= Task to carry out =
Beginning with the first line of the data below, set down each line exactly through the line that contains "pub mod table_api;".
------------------------------------------------
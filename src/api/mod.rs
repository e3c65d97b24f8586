// ==========================================
// 表管理工具 - API 层
// ==========================================
// 职责: 提供表操作与批量导入接口，供命令行调用
// ==========================================

pub mod error;
pub mod export;
pub mod import_api;
pub mod search;
pub mod table_api;

// 重导出核心类型
pub use error::{ApiError, ApiResult};
pub use export::ExportArtifact;
pub use import_api::{ImportApi, UploadResponse};
pub use table_api::{TableApi, DEFAULT_VIEW_LIMIT, MAX_VIEW_LIMIT};
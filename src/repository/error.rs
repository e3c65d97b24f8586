// ==========================================
// 表管理工具 - 存储层错误类型
// ==========================================
// 职责: 统一远程/本地表存储的传输失败
// 工具: thiserror 派生宏
// 说明: 存储返回的原始消息原样保留，供上层逐字展示
// ==========================================

use thiserror::Error;

/// 存储层错误类型（传输失败）
#[derive(Error, Debug)]
pub enum StoreError {
    // ===== 远程存储错误 =====
    #[error("网络请求失败: {0}")]
    Transport(String),

    #[error("存储拒绝请求 (HTTP {status}): {message}")]
    Rejected { status: u16, message: String },

    #[error("存储响应无法解析: {0}")]
    InvalidResponse(String),

    #[error("无效的存储地址或凭据: {0}")]
    InvalidEndpoint(String),

    // ===== 本地存储错误 =====
    #[error("数据库错误: {0}")]
    Database(String),

    #[error("数据库锁获取失败: {0}")]
    LockError(String),

    // ===== 参数错误 =====
    #[error("无效的标识符: {0}")]
    InvalidIdentifier(String),
}

impl StoreError {
    /// 存储给出的原始错误消息（不带本层前缀）
    pub fn store_message(&self) -> String {
        match self {
            StoreError::Transport(msg)
            | StoreError::InvalidResponse(msg)
            | StoreError::InvalidEndpoint(msg)
            | StoreError::Database(msg)
            | StoreError::LockError(msg)
            | StoreError::InvalidIdentifier(msg) => msg.clone(),
            StoreError::Rejected { message, .. } => message.clone(),
        }
    }
}

// 实现 From<reqwest::Error>
impl From<reqwest::Error> for StoreError {
    fn from(err: reqwest::Error) -> Self {
        if err.is_decode() {
            StoreError::InvalidResponse(err.to_string())
        } else {
            StoreError::Transport(err.to_string())
        }
    }
}

// 实现 From<rusqlite::Error>
impl From<rusqlite::Error> for StoreError {
    fn from(err: rusqlite::Error) -> Self {
        match err {
            rusqlite::Error::SqliteFailure(_, Some(msg)) => StoreError::Database(msg),
            _ => StoreError::Database(err.to_string()),
        }
    }
}

/// Result 类型别名
pub type StoreResult<T> = Result<T, StoreError>;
------------------------------------------------
= Solution =
filename src/api/mod.rs
repository e3c65d97b24f8586
// ==========================================
// 表管理工具 - API 层
// ==========================================
// 职责: 提供表操作与批量导入接口，供命令行调用
// ==========================================

pub mod error;
pub mod export;
pub mod import_api;
pub mod search;
pub mod table_api;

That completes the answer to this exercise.